Turkish Cypriot pharmacist

Kamer Yusuf (27 December 1916 – 5 March 1999) was a Turkish Cypriot pharmacist. As one of the first Turkish Cypriot women pharmacists, she founded and administered the pharmaceutical warehouse of the general hospital in North Nicosia.

==Life==
Yusuf was born on 27 December 1916 to Yusuf Ziya Efendi (father) and Fazile Hanım (mother). After completing her primary education and high school, she started to work at the Nicosia general hospital as a technician.
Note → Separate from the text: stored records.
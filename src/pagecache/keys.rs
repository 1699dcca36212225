//! Key bindings for the cached table.
//!
//! - **Pages**: `←/h/pgup` previous, `→/l/pgdn` next
//! - **Rows**: `↑/k`, `↓/j`
//! - **Row actions**: `e` enable, `d` disable, `x` delete, `t` test, `b` balance
//! - **List**: `r` refresh
//!
//! Item types without latency or balance fields should disable `test` and
//! `refresh_balance` so they drop out of the help line.

use crate::key::{self, KeyMap};
use crossterm::event::KeyCode;

/// Key bindings for navigation and row actions.
#[derive(Debug, Clone)]
pub struct CacheKeyMap {
    /// Previous page.
    pub prev_page: key::Binding,
    /// Next page; stepping past the loaded frontier fetches more rows.
    pub next_page: key::Binding,
    /// Move the row cursor up.
    pub cursor_up: key::Binding,
    /// Move the row cursor down.
    pub cursor_down: key::Binding,
    /// Reload from the first server page.
    pub refresh: key::Binding,
    /// Enable the selected row.
    pub enable: key::Binding,
    /// Disable the selected row.
    pub disable: key::Binding,
    /// Delete the selected row.
    pub delete: key::Binding,
    /// Test the selected row's latency.
    pub test: key::Binding,
    /// Refresh the selected row's balance.
    pub refresh_balance: key::Binding,
}

impl Default for CacheKeyMap {
    fn default() -> Self {
        Self {
            prev_page: key::Binding::new(vec![KeyCode::Left, KeyCode::Char('h'), KeyCode::PageUp])
                .with_help("←/h", "prev page"),
            next_page: key::Binding::new(vec![
                KeyCode::Right,
                KeyCode::Char('l'),
                KeyCode::PageDown,
            ])
            .with_help("→/l", "next page"),
            cursor_up: key::Binding::new(vec![KeyCode::Up, KeyCode::Char('k')])
                .with_help("↑/k", "up"),
            cursor_down: key::Binding::new(vec![KeyCode::Down, KeyCode::Char('j')])
                .with_help("↓/j", "down"),
            refresh: key::Binding::new(vec![KeyCode::Char('r')]).with_help("r", "refresh"),
            enable: key::Binding::new(vec![KeyCode::Char('e')]).with_help("e", "enable"),
            disable: key::Binding::new(vec![KeyCode::Char('d')]).with_help("d", "disable"),
            delete: key::Binding::new(vec![KeyCode::Char('x')]).with_help("x", "delete"),
            test: key::Binding::new(vec![KeyCode::Char('t')]).with_help("t", "test"),
            refresh_balance: key::Binding::new(vec![KeyCode::Char('b')])
                .with_help("b", "balance"),
        }
    }
}

impl KeyMap for CacheKeyMap {
    fn short_help(&self) -> Vec<&key::Binding> {
        vec![
            &self.prev_page,
            &self.next_page,
            &self.refresh,
            &self.enable,
            &self.disable,
            &self.delete,
        ]
    }

    fn full_help(&self) -> Vec<Vec<&key::Binding>> {
        vec![
            vec![
                &self.cursor_up,
                &self.cursor_down,
                &self.prev_page,
                &self.next_page,
            ],
            vec![
                &self.enable,
                &self.disable,
                &self.delete,
                &self.test,
                &self.refresh_balance,
            ],
            vec![&self.refresh],
        ]
    }
}
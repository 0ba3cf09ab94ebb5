//! Shutdown behaviour of established sessions: the clean goodbye exchange,
//! its degenerate orderings, and the unclean path.

use std::sync::Arc;

use libuplink::{SessionEvent, SessionRegistry, SessionState};
use uplink_tests::{
    connect_pair, default_authenticator, default_client_parameters, next_event, wait_until,
    SessionPair,
};

async fn active_pair(registry: &Arc<SessionRegistry>) -> SessionPair {
    let mut pair = connect_pair(
        registry,
        default_authenticator(),
        default_client_parameters(),
    );
    pair.client.begin_handshake().expect("begin handshake");
    let client = Arc::clone(&pair.client);
    wait_until("client active", move || client.is_active()).await;
    let relay = Arc::clone(&pair.relay);
    wait_until("relay active", move || relay.is_active()).await;
    // consume both activation events so later assertions see shutdown events
    assert!(matches!(
        next_event(&mut pair.client_events).await,
        SessionEvent::Activated { .. }
    ));
    assert!(matches!(
        next_event(&mut pair.relay_events).await,
        SessionEvent::Activated { .. }
    ));
    pair
}

#[tokio::test]
async fn payload_flows_in_both_directions() {
    let registry = Arc::new(SessionRegistry::new());
    let mut pair = active_pair(&registry).await;

    pair.client.send_payload(b"ping".to_vec()).expect("send");
    match next_event(&mut pair.relay_events).await {
        SessionEvent::PayloadReceived(data) => assert_eq!(data, b"ping"),
        other => panic!("unexpected relay event: {other:?}"),
    }

    pair.relay.send_payload(b"pong".to_vec()).expect("send");
    match next_event(&mut pair.client_events).await {
        SessionEvent::PayloadReceived(data) => assert_eq!(data, b"pong"),
        other => panic!("unexpected client event: {other:?}"),
    }
}

#[tokio::test]
async fn local_shutdown_completes_cleanly_on_both_sides() {
    let registry = Arc::new(SessionRegistry::new());
    let mut pair = active_pair(&registry).await;

    pair.client.initiate_clean_shutdown_if_running();
    // the caller observes the shutdown immediately, before any peer reply
    assert!(pair.client.is_shutting_down_or_shut_down());
    assert!(!pair.client.is_active());

    let client = Arc::clone(&pair.client);
    wait_until("client clean shutdown", move || {
        client.state() == SessionState::CleanShutdown
    })
    .await;
    let relay = Arc::clone(&pair.relay);
    wait_until("relay clean shutdown", move || {
        relay.state() == SessionState::CleanShutdown
    })
    .await;

    assert!(matches!(
        next_event(&mut pair.client_events).await,
        SessionEvent::Terminated { clean: true }
    ));
    assert!(matches!(
        next_event(&mut pair.relay_events).await,
        SessionEvent::Terminated { clean: true }
    ));
    assert_eq!(registry.active_namespace_count(), 0);
}

#[tokio::test]
async fn repeated_shutdown_calls_are_idempotent() {
    let registry = Arc::new(SessionRegistry::new());
    let mut pair = active_pair(&registry).await;

    for _ in 0..5 {
        pair.client.initiate_clean_shutdown_if_running();
    }
    let client = Arc::clone(&pair.client);
    wait_until("client clean shutdown", move || {
        client.state() == SessionState::CleanShutdown
    })
    .await;
    for _ in 0..5 {
        pair.client.initiate_clean_shutdown_if_running();
    }
    assert_eq!(pair.client.state(), SessionState::CleanShutdown);

    // exactly one termination event despite the repeated calls
    assert!(matches!(
        next_event(&mut pair.client_events).await,
        SessionEvent::Terminated { clean: true }
    ));
    assert!(pair.client_events.try_recv().is_err());
}

#[tokio::test]
async fn simultaneous_shutdown_from_both_sides_stays_clean() {
    let registry = Arc::new(SessionRegistry::new());
    let mut pair = active_pair(&registry).await;

    // both sides decide to hang up before seeing the other's goodbye
    pair.client.initiate_clean_shutdown_if_running();
    pair.relay.initiate_clean_shutdown_if_running();

    let client = Arc::clone(&pair.client);
    wait_until("client clean shutdown", move || {
        client.state() == SessionState::CleanShutdown
    })
    .await;
    let relay = Arc::clone(&pair.relay);
    wait_until("relay clean shutdown", move || {
        relay.state() == SessionState::CleanShutdown
    })
    .await;

    assert!(matches!(
        next_event(&mut pair.client_events).await,
        SessionEvent::Terminated { clean: true }
    ));
    assert!(matches!(
        next_event(&mut pair.relay_events).await,
        SessionEvent::Terminated { clean: true }
    ));
    assert_eq!(registry.active_namespace_count(), 0);
}

#[tokio::test]
async fn write_failure_ends_the_session_uncleanly_without_a_goodbye() {
    let registry = Arc::new(SessionRegistry::new());
    let mut pair = active_pair(&registry).await;

    pair.client_transport.break_writes();
    assert!(pair.client.send_payload(b"lost".to_vec()).is_err());

    assert_eq!(pair.client.state(), SessionState::UncleanShutdown);
    assert!(matches!(
        next_event(&mut pair.client_events).await,
        SessionEvent::Terminated { clean: false }
    ));

    // no goodbye reached the relay; it only sees the connection vanish,
    // so its side ends uncleanly too
    let relay = Arc::clone(&pair.relay);
    wait_until("relay unclean shutdown", move || {
        relay.state() == SessionState::UncleanShutdown
    })
    .await;
    assert!(matches!(
        next_event(&mut pair.relay_events).await,
        SessionEvent::Terminated { clean: false }
    ));
    assert_eq!(registry.active_namespace_count(), 0);
}

#[tokio::test]
async fn shutdown_after_failure_stays_a_no_op() {
    let registry = Arc::new(SessionRegistry::new());
    let pair = active_pair(&registry).await;

    pair.client_transport.break_writes();
    assert!(pair.client.send_payload(b"lost".to_vec()).is_err());
    assert_eq!(pair.client.state(), SessionState::UncleanShutdown);

    pair.client.initiate_clean_shutdown_if_running();
    assert_eq!(pair.client.state(), SessionState::UncleanShutdown);
}

#[tokio::test]
async fn payload_after_shutdown_is_rejected_locally() {
    let registry = Arc::new(SessionRegistry::new());
    let pair = active_pair(&registry).await;

    pair.client.initiate_clean_shutdown_if_running();
    assert!(pair.client.send_payload(b"too late".to_vec()).is_err());
}
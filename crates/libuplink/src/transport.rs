//! The seam to the byte-stream layer.
//!
//! The transport delivers ordered, reliable message blocks in both
//! directions; block boundaries are resolved before the core ever sees the
//! data. Sending is enqueue-and-return; delivery order on the wire matches
//! enqueue order per session. Inbound traffic is pushed into the session by
//! whoever owns the receiving end, via `handle_block` /
//! `handle_transport_closed` on the role wrappers.

use std::sync::Mutex;

use thiserror::Error;
use tokio::sync::mpsc;
use uplink_protocol::MessageBlock;

#[derive(Error, Debug, Clone, PartialEq, Eq)]
pub enum TransportError {
    #[error("send on a closed transport")]
    Closed,
    #[error("transport failure: {0}")]
    Failed(String),
}

/// Outbound half of a session's connection.
pub trait MessageTransport: Send + Sync {
    /// Enqueues a block for delivery. Non-blocking; failure means the
    /// connection is gone or broken, never "try again later".
    fn send_block(&self, block: MessageBlock) -> Result<(), TransportError>;

    /// Closes the outgoing direction. Idempotent; the incoming direction is
    /// untouched and keeps delivering whatever the peer already sent.
    fn close_outgoing(&self);
}

/// Channel-backed transport connecting two sessions inside one process.
/// Used by the integration tests and by in-process client/relay pairs.
pub struct InProcessTransport {
    outgoing: Mutex<Option<mpsc::UnboundedSender<MessageBlock>>>,
}

impl InProcessTransport {
    /// Creates two connected endpoints. Each returned receiver yields the
    /// blocks sent by the *other* endpoint, plus a final `None` once that
    /// endpoint closes its outgoing direction.
    pub fn pair() -> (
        InProcessTransport,
        mpsc::UnboundedReceiver<MessageBlock>,
        InProcessTransport,
        mpsc::UnboundedReceiver<MessageBlock>,
    ) {
        let (a_to_b_tx, a_to_b_rx) = mpsc::unbounded_channel();
        let (b_to_a_tx, b_to_a_rx) = mpsc::unbounded_channel();
        (
            InProcessTransport {
                outgoing: Mutex::new(Some(a_to_b_tx)),
            },
            b_to_a_rx,
            InProcessTransport {
                outgoing: Mutex::new(Some(b_to_a_tx)),
            },
            a_to_b_rx,
        )
    }
}

impl MessageTransport for InProcessTransport {
    fn send_block(&self, block: MessageBlock) -> Result<(), TransportError> {
        let guard = self.outgoing.lock().expect("transport lock poisoned");
        match guard.as_ref() {
            Some(tx) => tx.send(block).map_err(|_| TransportError::Closed),
            None => Err(TransportError::Closed),
        }
    }

    fn close_outgoing(&self) {
        // Dropping the sender ends the peer's receiver stream.
        self.outgoing.lock().expect("transport lock poisoned").take();
    }
}

#[cfg(test)]
mod tests {
    use super::*;
    use uplink_protocol::MessageType;

    fn payload_block(data: &[u8]) -> MessageBlock {
        MessageBlock::new(MessageType::Payload, data.to_vec()).expect("block")
    }

    #[tokio::test]
    async fn pair_delivers_in_order_and_signals_close() {
        let (a, _a_rx, _b, mut b_rx) = InProcessTransport::pair();

        a.send_block(payload_block(b"one")).expect("send");
        a.send_block(payload_block(b"two")).expect("send");
        assert_eq!(b_rx.recv().await.expect("recv").payload, b"one");
        assert_eq!(b_rx.recv().await.expect("recv").payload, b"two");

        a.close_outgoing();
        assert!(b_rx.recv().await.is_none());
        assert_eq!(
            a.send_block(payload_block(b"late")),
            Err(TransportError::Closed)
        );
    }

    #[test]
    fn close_is_idempotent() {
        let (a, _a_rx, _b, _b_rx) = InProcessTransport::pair();
        a.close_outgoing();
        a.close_outgoing();
    }
}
She then took up positions in the Department of Health, which saw her participate in the campaign for the eradication of malaria in Cyprus, led by Mehmet Aziz. She got her pharmacist's license from the state-offered courses at the general hospital in 1944. She opened a pharmacy in Nicosia in 1945 and started working as a pharmacist in the hospital in 1960. As Nicosia was divided in two due to the events of Bloody Christmas in 1963, a new pharmaceutical warehouse had to be opened in the hospital in the northern sector. Yusuf was the founder of this warehouse, and she administered it until her retirement in 1976. She died in Nicosia on 5 March 1999.